Un julay hijo de una chama más bien ligera de cascos descubre que el futuro de la humanidad descansa sobre sus hombros y ha de matar a los malos malísimos o esto como que SanSeacabó

Un humano es elegido por Zeus para encabezar la lucha contra el rey Hyperion, el cual es un malaje que no veas y quiere soltar un arma que seguramente acabará con la humanidad.

Fue empezar la película, ver al primer tío metrosexualizado con las piernas más lisitas y afeitadas que las de la Pé y saber a ciencia cierta que aquello no podía ir a mejor. No me equivoqué. El guión es estúpido hasta la extenuación y al parecer se basaba en juntar un grupo estilo el Señor de los Julandrillos de chusma y gentuza que camina y camina sin parar, aunque no llevan anillo y a la vez tuvieron la genial idea de hacer que todos los protagonistas griten. Es decir, no hablan. Se gritan entre ellos, gritan a la cámara, gritan al mundo y al universo. Gritan y gritan sin que se sepa muy bien si es porque en Grecia todo el mundo era sordo, o mongólico o una combinación de los dos.

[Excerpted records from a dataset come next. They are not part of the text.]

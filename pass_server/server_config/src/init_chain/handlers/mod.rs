/*
 * Copyright (c) Huawei Technologies Co., Ltd. 2025. All rights reserved.
 * Wallet Pass Service is licensed under the Mulan PSL v2.
 * You can use this software according to the terms and conditions of the Mulan PSL v2.
 * You may obtain a copy of Mulan PSL v2 at:
 *     http://license.coscl.org.cn/MulanPSL2
 * THIS SOFTWARE IS PROVIDED ON AN "AS IS" BASIS, WITHOUT WARRANTIES OF ANY KIND, EITHER EXPRESS OR
 * IMPLIED, INCLUDING BUT NOT LIMITED TO NON-INFRINGEMENT, MERCHANTABILITY OR FIT FOR A PARTICULAR
 * PURPOSE.
 * See the Mulan PSL v2 for more details.
 */

pub mod config_init_handler;
pub mod credential_init_handler;
pub mod logger_init_handler;
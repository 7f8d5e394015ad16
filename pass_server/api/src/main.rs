/*
 * Copyright (c) Huawei Technologies Co., Ltd. 2025. All rights reserved.
 * Wallet Pass Service is licensed under the Mulan PSL v2.
 * You can use this software according to the terms and conditions of the Mulan PSL v2.
 * You may obtain a copy of Mulan PSL v2 at:
 *     http://license.coscl.org.cn/MulanPSL2
 * THIS SOFTWARE IS PROVIDED ON AN "AS IS" BASIS, WITHOUT WARRANTIES OF ANY KIND, EITHER EXPRESS OR
 * IMPLIED, INCLUDING BUT NOT LIMITED TO NON-INFRINGEMENT, MERCHANTABILITY OR FIT FOR A PARTICULAR
 * PURPOSE.
 * See the Mulan PSL v2 for more details.
 */

use actix_web::{middleware, web, App, HttpServer};
use log::{error, info};
use server_config::{ConfigInitHandler, CredentialInitHandler, InitChainBuilder, InitContext, LoggerInitHandler};
use wallet_passd::middlewares::request_logger::RequestLogger;
use wallet_passd::routes::routes::configure_app;
use wallet_passd::state::AppState;
use wallet_passd::utils::env_setting_center::{default_not_found_page, get_address, load_env};

#[actix_web::main]
async fn main() -> std::io::Result<()> {
    println!("Program started!");
    // load env
    load_env();
    let chain = InitChainBuilder::new()
        .add_handler(LoggerInitHandler::new())
        .add_handler(ConfigInitHandler::new())
        .add_handler(CredentialInitHandler::new())
        .build();

    let mut context = InitContext::new();
    if let Err(e) = chain.execute(&mut context).await {
        eprintln!("initialization failed: {}", e);
        return Err(std::io::Error::new(std::io::ErrorKind::Other, e));
    }
    let server_config = match context.config.as_ref() {
        Some(config) => config.server.clone(),
        None => return Err(std::io::Error::new(std::io::ErrorKind::Other, "configuration not loaded")),
    };
    let state = match AppState::from_context(context) {
        Ok(state) => web::Data::new(state),
        Err(e) => {
            error!("failed to build application state: {}", e);
            return Err(std::io::Error::new(std::io::ErrorKind::Other, e));
        },
    };
    if let Err(e) = &state.google {
        error!("google wallet routes disabled: {}", e);
    }

    let address = get_address(&server_config);
    info!("wallet pass service listening on {}", address);
    let max_json_size = server_config.max_json_size;
    HttpServer::new(move || {
        App::new()
            .wrap(middleware::Logger::default())
            .wrap(RequestLogger::new())
            .configure(|cfg| configure_app(cfg, state.clone(), max_json_size))
            .default_service(web::route().to(default_not_found_page))
    })
    .bind(address)?
    .run()
    .await
}
/*
 * Copyright (c) Huawei Technologies Co., Ltd. 2025. All rights reserved.
 * Wallet Pass Service is licensed under the Mulan PSL v2.
 * You can use this software according to the terms and conditions of the Mulan PSL v2.
 * You may obtain a copy of Mulan PSL v2 at:
 *     http://license.coscl.org.cn/MulanPSL2
 * THIS SOFTWARE IS PROVIDED ON AN "AS IS" BASIS, WITHOUT WARRANTIES OF ANY KIND, EITHER EXPRESS OR
 * IMPLIED, INCLUDING BUT NOT LIMITED TO NON-INFRINGEMENT, MERCHANTABILITY OR FIT FOR A PARTICULAR
 * PURPOSE.
 * See the Mulan PSL v2 for more details.
 */

pub mod fetch_controller;
pub mod google_controller;
pub mod samsung_controller;
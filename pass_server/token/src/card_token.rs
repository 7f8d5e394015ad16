/*
 * Copyright (c) Huawei Technologies Co., Ltd. 2025. All rights reserved.
 * Wallet Pass Service is licensed under the Mulan PSL v2.
 * You can use this software according to the terms and conditions of the Mulan PSL v2.
 * You may obtain a copy of Mulan PSL v2 at:
 *     http://license.coscl.org.cn/MulanPSL2
 * THIS SOFTWARE IS PROVIDED ON AN "AS IS" BASIS, WITHOUT WARRANTIES OF ANY KIND, EITHER EXPRESS OR
 * IMPLIED, INCLUDING BUT NOT LIMITED TO NON-INFRINGEMENT, MERCHANTABILITY OR FIT FOR A PARTICULAR
 * PURPOSE.
 * See the Mulan PSL v2 for more details.
 */

use std::time::{SystemTime, UNIX_EPOCH};

use jwt::JwsSigner;
use log::error;
use serde_json::{json, Map, Value};

use crate::keys::SigningKey;
use crate::token_error::SigningError;

const CARD_AUDIENCE: &str = "samsung";
const CARD_CONTENT_TYPE: &str = "CARD";
const CARD_TOKEN_VERSION: u64 = 2;

#[derive(Debug, Clone, PartialEq, Eq)]
pub struct CardToken {
    pub token: String,
    pub iat: u64,
    pub exp: u64,
}

/// Signs push-flow card data into the compact JWS the wallet app accepts.
pub struct CardTokenSigner {
    signer: JwsSigner,
    partner_code: String,
    ttl_secs: u64,
}

impl CardTokenSigner {
    pub fn new(key: &SigningKey, partner_code: impl Into<String>, ttl_secs: u64) -> Result<Self, SigningError> {
        let signer = JwsSigner::new(key.pkey().clone(), "RS256").map_err(|e| SigningError::InvalidKey(e.to_string()))?;
        Ok(Self { signer, partner_code: partner_code.into(), ttl_secs })
    }

    pub fn partner_code(&self) -> &str {
        &self.partner_code
    }

    /// `card` is the provider card object (`type`, `subType`, `data`).
    pub fn sign(&self, card: Value) -> Result<CardToken, SigningError> {
        let iat = SystemTime::now()
            .duration_since(UNIX_EPOCH)
            .map_err(|e| SigningError::SignFailed(e.to_string()))?
            .as_secs();
        let exp = iat + self.ttl_secs;
        let claims = json!({
            "iss": self.partner_code,
            "aud": CARD_AUDIENCE,
            "iat": iat,
            "exp": exp,
            "card": card,
        });
        let mut header = Map::new();
        header.insert("cty".to_string(), json!(CARD_CONTENT_TYPE));
        header.insert("ver".to_string(), json!(CARD_TOKEN_VERSION));
        let token = self.signer.sign(header, &claims).map_err(|e| {
            error!("sign card token failed: {}", e);
            SigningError::SignFailed(e.to_string())
        })?;
        Ok(CardToken { token, iat, exp })
    }
}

Esto es casi lo más fascinante de la película. El 3D es mediocre y no te hace alucinar en ningún momento y si lo hubieran suprimido, ni siquiera te darías cuenta. El estilo visual ya cansa, está más visto que las tetas de Pamela Anderson y las peleas son como coreografías de algún programa de televisión de variedades, más falsas que Judas.

A falta de guión y con un montón de estrellas a las que se les debió prometer una bolsa bien cargada de monedas, ni siquiera nos podemos regodear admirando la maestría de estos actores. Todo el mundo parece recubierto por la capa de mediocridad de la película y esta seguramente será una película por la que nadie los nombrará.

No hay mucho más que merezca la pena nombrar. Una película aburrida y gris, sin nada digno de mención. Seguramente es perfecta para ir acompañado del Clan de los Orcos, especialmente de los más brutos y cejijuntos. Para el resto de los mortales, esta la pueden dejar pasar.